Programmable Node Selection The decision of which nodes should execute a UPC handler is not hardcoded. It can be contract-defined, driven by:
- Network state, such as the virtual cluster topology, validator reputation scores, availability metrics.
- Instance state, such as node-specific heuristics or execution hints.
This allows UPC routing to adapt dynamically based on system context.
Programmable Aggregation Logic Similarly, how results are aggregated or validated is defined within the Lyquid itself:
- Quorum size and validation rules can come from network state (e.g., a global quorum threshold or validator set).
- Aggregation reducers (e.g., sum, median, majority) can be programmed explicitly, even using local inputs.
Ethereum-Compatible Entrypoints Because UPC logic is defined in instance functions, they can be invoked via standard eth_call interfaces with Ethereum ABI. This means:
- Wallets can make the initial call just like ordinary smart contract calls.
- Lyquid can internally further extend the execution of this single-point Ethereum RPC into UPC with a complex distributed flow.
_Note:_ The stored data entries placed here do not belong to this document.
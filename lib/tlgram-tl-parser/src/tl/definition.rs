// Copyright 2020 - developers of the `tlgram` project.
//
// Licensed under the Apache License, Version 2.0 <LICENSE-APACHE or
// https://www.apache.org/licenses/LICENSE-2.0> or the MIT license
// <LICENSE-MIT or https://opensource.org/licenses/MIT>, at your
// option. This file may not be copied, modified, or distributed
// except according to those terms.
use std::fmt;
use std::str::FromStr;

use crate::errors::{ParamParseError, ParseError};
use crate::tl::{Category, Flag, Parameter, ParameterType, Type};
use crate::utils::infer_id;

/// A [Type Language] definition.
///
/// [Type Language]: https://core.telegram.org/mtproto/TL
#[derive(Debug, PartialEq)]
pub struct Definition {
    /// The namespace components of the definition. This list will be empty
    /// if the name of the definition belongs to the global namespace.
    pub namespace: Vec<String>,

    /// The name of this definition. Also known as "predicate" or "method".
    pub name: String,

    /// The numeric identifier of this definition.
    ///
    /// If a definition has an identifier, it overrides this value.
    /// Otherwise, the identifier is inferred from the definition.
    pub id: u32,

    /// A possibly-empty list of parameters this definition has.
    pub params: Vec<Parameter>,

    /// The type to which this definition belongs to.
    pub ty: Type,

    /// The category to which this definition belongs to.
    pub category: Category,
}

impl fmt::Display for Definition {
    fn fmt(&self, f: &mut fmt::Formatter<'_>) -> fmt::Result {
        for ns in self.namespace.iter() {
            write!(f, "{}.", ns)?;
        }
        write!(f, "{}#{:x}", self.name, self.id)?;

        // If any parameter references a generic, make sure to define it early
        let mut type_defs = vec![];
        for param in self.params.iter() {
            if let ParameterType::Normal { ty, .. } = &param.ty {
                ty.find_generic_refs(&mut type_defs);
            }
        }
        type_defs.sort_unstable();
        type_defs.dedup();
        for type_def in type_defs {
            write!(f, " {{{}:Type}}", type_def)?;
        }

        for param in self.params.iter() {
            write!(f, " {}", param)?;
        }
        write!(f, " = {}", self.ty)?;
        Ok(())
    }
}

impl FromStr for Definition {
    type Err = ParseError;

    /// Parses a [Type Language] definition.
    ///
    /// # Examples
    ///
    /// ```
    /// use tlgram_tl_parser::tl::Definition;
    ///
    /// assert!("sendMessage chat_id:int message:string = Message".parse::<Definition>().is_ok());
    /// ```
    ///
    /// [Type Language]: https://core.telegram.org/mtproto/TL
    fn from_str(definition: &str) -> Result<Self, Self::Err> {
        if definition.trim().is_empty() {
            return Err(ParseError::Empty);
        }

        // Parse `(left = ty)`
        let (left, ty) = {
            let mut it = definition.split('=');
            let ls = it.next().unwrap(); // split() always return at least one
            if let Some(t) = it.next() {
                (ls.trim(), t.trim())
            } else {
                return Err(ParseError::MissingType);
            }
        };

        let mut ty = Type::from_str(ty).map_err(|_| ParseError::MissingType)?;

        // Parse `name middle`
        let (name, middle) = {
            if let Some(pos) = left.find(' ') {
                (&left[..pos], left[pos..].trim())
            } else {
                (left.trim(), "")
            }
        };

        // Parse `name#id`
        let (name, id) = {
            let mut it = name.split('#');
            let n = it.next().unwrap(); // split() always return at least one
            (n, it.next())
        };

        // Parse `ns1.ns2.name`
        let mut namespace: Vec<String> = name.split('.').map(|part| part.to_string()).collect();
        if namespace.iter().any(|part| part.is_empty()) {
            return Err(ParseError::MissingName);
        }

        // Safe to unwrap because split() will always yield at least one.
        let name = namespace.pop().unwrap();

        // Parse `id`
        let id = match id {
            Some(v) => u32::from_str_radix(v.trim(), 16).map_err(ParseError::InvalidId)?,
            None => infer_id(definition),
        };

        // Parse `middle`
        let mut type_defs = vec![];
        let mut flag_defs = vec![];

        let params = middle
            .split_whitespace()
            .map(Parameter::from_str)
            .filter_map(|p| match p {
                // If the parameter is a type definition save it
                // and ignore this parameter.
                Err(ParamParseError::TypeDef { name }) => {
                    type_defs.push(name);
                    None
                }

                // If the parameter is a flag definition save both
                // the definition and the parameter.
                Ok(Parameter {
                    ref name,
                    ty: ParameterType::Flags,
                }) => {
                    flag_defs.push(name.clone());
                    Some(Ok(p.unwrap()))
                }

                // If the parameter type is a generic ref ensure it's valid.
                Ok(Parameter {
                    ty:
                        ParameterType::Normal {
                            ty:
                                Type {
                                    ref name,
                                    generic_ref,
                                    ..
                                },
                            ..
                        },
                    ..
                }) if generic_ref => {
                    if generic_ref && !type_defs.contains(&name) {
                        Some(Err(ParseError::InvalidParam(ParamParseError::MissingDef)))
                    } else {
                        Some(Ok(p.unwrap()))
                    }
                }

                // If the parameter type references a flag ensure it's valid
                Ok(Parameter {
                    ty:
                        ParameterType::Normal {
                            flag: Some(Flag { ref name, .. }),
                            ..
                        },
                    ..
                }) => {
                    if !flag_defs.contains(&&name) {
                        Some(Err(ParseError::InvalidParam(ParamParseError::MissingDef)))
                    } else {
                        Some(Ok(p.unwrap()))
                    }
                }

                // Any other parameter that's okay should just be passed as-is.
                Ok(p) => Some(Ok(p)),

                // Unimplenented parameters are unimplemented definitions.
                Err(ParamParseError::NotImplemented) => Some(Err(ParseError::NotImplemented)),

                // Any error should just become a `ParseError`
                Err(x) => Some(Err(ParseError::InvalidParam(x))),
            })
            .collect::<Result<_, ParseError>>()?;

        // The type lacks `!` so we determine if it's a generic one based
        // on whether its name is known in a previous parameter type def.
        if type_defs.contains(&ty.name) {
            ty.generic_ref = true;
        }

        Ok(Definition {
            namespace,
            name,
            id,
            params,
            ty,
            category: Category::Types,
        })
    }
}

impl Definition {
    /// Convenience function to format both the namespace and name back into a single string.
    pub fn full_name(&self) -> String {
        let mut result = String::with_capacity(
            self.namespace.iter().map(|ns| ns.len() + 1).sum::<usize>() + self.name.len(),
        );
        for ns in self.namespace.iter() {
            result.push_str(ns);
            result.push('.');
        }
        result.push_str(&self.name);
        result
    }
}

#[cfg(test)]
mod tests {
    use super::*;
    use crate::tl::Flag;

    #[test]
    fn parse_empty_def() {
        assert_eq!(Definition::from_str(""), Err(ParseError::Empty));
    }

    #[test]
    fn parse_bad_id() {
        let bad = u32::from_str_radix("bar", 16).unwrap_err();
        let bad_q = u32::from_str_radix("?", 16).unwrap_err();
        let bad_empty = u32::from_str_radix("", 16).unwrap_err();
        assert_eq!(
            Definition::from_str("foo#bar = baz"),
            Err(ParseError::InvalidId(bad))
        );
        assert_eq!(
            Definition::from_str("foo#? = baz"),
            Err(ParseError::InvalidId(bad_q))
        );
        assert_eq!(
            Definition::from_str("foo# = baz"),
            Err(ParseError::InvalidId(bad_empty))
        );
    }

    #[test]
    fn parse_no_name() {
        assert_eq!(Definition::from_str(" = foo"), Err(ParseError::MissingName));
    }

    #[test]
    fn parse_no_type() {
        assert_eq!(Definition::from_str("foo"), Err(ParseError::MissingType));
        assert_eq!(Definition::from_str("foo = "), Err(ParseError::MissingType));
    }

    #[test]
    fn parse_unimplemented() {
        assert_eq!(
            Definition::from_str("int ? = Int"),
            Err(ParseError::NotImplemented)
        );
    }

    #[test]
    fn parse_override_id() {
        let def = "rpc_answer_dropped msg_id:long seq_no:int bytes:int = RpcDropAnswer";
        assert_eq!(Definition::from_str(def).unwrap().id, 0xa43ad8b7);

        let def = "rpc_answer_dropped#123456 msg_id:long seq_no:int bytes:int = RpcDropAnswer";
        assert_eq!(Definition::from_str(def).unwrap().id, 0x123456);
    }

    #[test]
    fn parse_valid_definition() {
        let def = Definition::from_str("a#1=d").unwrap();
        assert_eq!(def.name, "a");
        assert_eq!(def.id, 1);
        assert_eq!(def.params.len(), 0);
        assert_eq!(
            def.ty,
            Type {
                namespace: vec![],
                name: "d".into(),
                bare: true,
                generic_ref: false,
                generic_arg: None,
            }
        );

        let def = Definition::from_str("a=d<e>").unwrap();
        assert_eq!(def.name, "a");
        assert_ne!(def.id, 0);
        assert_eq!(def.params.len(), 0);
        assert_eq!(
            def.ty,
            Type {
                namespace: vec![],
                name: "d".into(),
                bare: true,
                generic_ref: false,
                generic_arg: Some(Box::new("e".parse().unwrap())),
            }
        );

        let def = Definition::from_str("a b:c = d").unwrap();
        assert_eq!(def.name, "a");
        assert_ne!(def.id, 0);
        assert_eq!(def.params.len(), 1);
        assert_eq!(
            def.ty,
            Type {
                namespace: vec![],
                name: "d".into(),
                bare: true,
                generic_ref: false,
                generic_arg: None,
            }
        );

        let def = Definition::from_str("a#1 {b:Type} c:!b = d").unwrap();
        assert_eq!(def.name, "a");
        assert_eq!(def.id, 1);
        assert_eq!(def.params.len(), 1);
        assert!(match def.params[0].ty {
            ParameterType::Normal {
                ty: Type { generic_ref, .. },
                ..
            } if generic_ref => true,
            _ => false,
        });
        assert_eq!(
            def.ty,
            Type {
                namespace: vec![],
                name: "d".into(),
                bare: true,
                generic_ref: false,
                generic_arg: None,
            }
        );
    }

    #[test]
    fn parse_multiline_definition() {
        let def = "
            first#1 lol:param
              = t;
            ";

        assert_eq!(Definition::from_str(def).unwrap().id, 1);

        let def = "
            second#2
              lol:String
            = t;
            ";

        assert_eq!(Definition::from_str(def).unwrap().id, 2);

        let def = "
            third#3

              lol:String

            =
                     t;
            ";

        assert_eq!(Definition::from_str(def).unwrap().id, 3);
    }

    #[test]
    fn parse_complete() {
        let def = "ns1.name#123 {X:Type} flags:# pname:flags.10?ns2.Vector<!X> = ns3.Type";
        assert_eq!(
            Definition::from_str(def),
            Ok(Definition {
                namespace: vec!["ns1".into()],
                name: "name".into(),
                id: 0x123,
                params: vec![
                    Parameter {
                        name: "flags".into(),
                        ty: ParameterType::Flags,
                    },
                    Parameter {
                        name: "pname".into(),
                        ty: ParameterType::Normal {
                            ty: Type {
                                namespace: vec!["ns2".into()],
                                name: "Vector".into(),
                                bare: false,
                                generic_ref: false,
                                generic_arg: Some(Box::new(Type {
                                    namespace: vec![],
                                    name: "X".into(),
                                    bare: false,
                                    generic_ref: true,
                                    generic_arg: None,
                                })),
                            },
                            flag: Some(Flag {
                                name: "flags".into(),
                                index: 10
                            })
                        },
                    },
                ],
                ty: Type {
                    namespace: vec!["ns3".into()],
                    name: "Type".into(),
                    bare: false,
                    generic_ref: false,
                    generic_arg: None,
                },
                category: Category::Types,
            })
        );
    }

    #[test]
    fn parse_missing_generic() {
        let def = "name param:!X = Type";
        assert_eq!(
            Definition::from_str(def),
            Err(ParseError::InvalidParam(ParamParseError::MissingDef))
        );

        let def = "name {X:Type} param:!Y = Type";
        assert_eq!(
            Definition::from_str(def),
            Err(ParseError::InvalidParam(ParamParseError::MissingDef))
        );
    }

    #[test]
    fn parse_unknown_flags() {
        let def = "name param:flags.0?true = Type";
        assert_eq!(
            Definition::from_str(def),
            Err(ParseError::InvalidParam(ParamParseError::MissingDef))
        );

        let def = "name foo:# param:flags.0?true = Type";
        assert_eq!(
            Definition::from_str(def),
            Err(ParseError::InvalidParam(ParamParseError::MissingDef))
        );
    }

    #[test]
    fn test_to_string() {
        let def = "ns1.name#123 {X:Type} flags:# pname:flags.10?ns2.Vector<!X> = ns3.Type";
        assert_eq!(Definition::from_str(def).unwrap().to_string(), def);
    }
}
- No SDK changes needed, just "smarter" contracts.
Off-Chain Composability
UPC procedures can call other UPCs, or be composed with other off-chain logic, just like ordinary function calls. This enables powerful coordination patterns such as:
- Self-recursive computation across node subsets
- Nested off-chain workflows with state-aware control logic
In essence, UPC makes your off-chain computation cloud-native, resilient, and composable.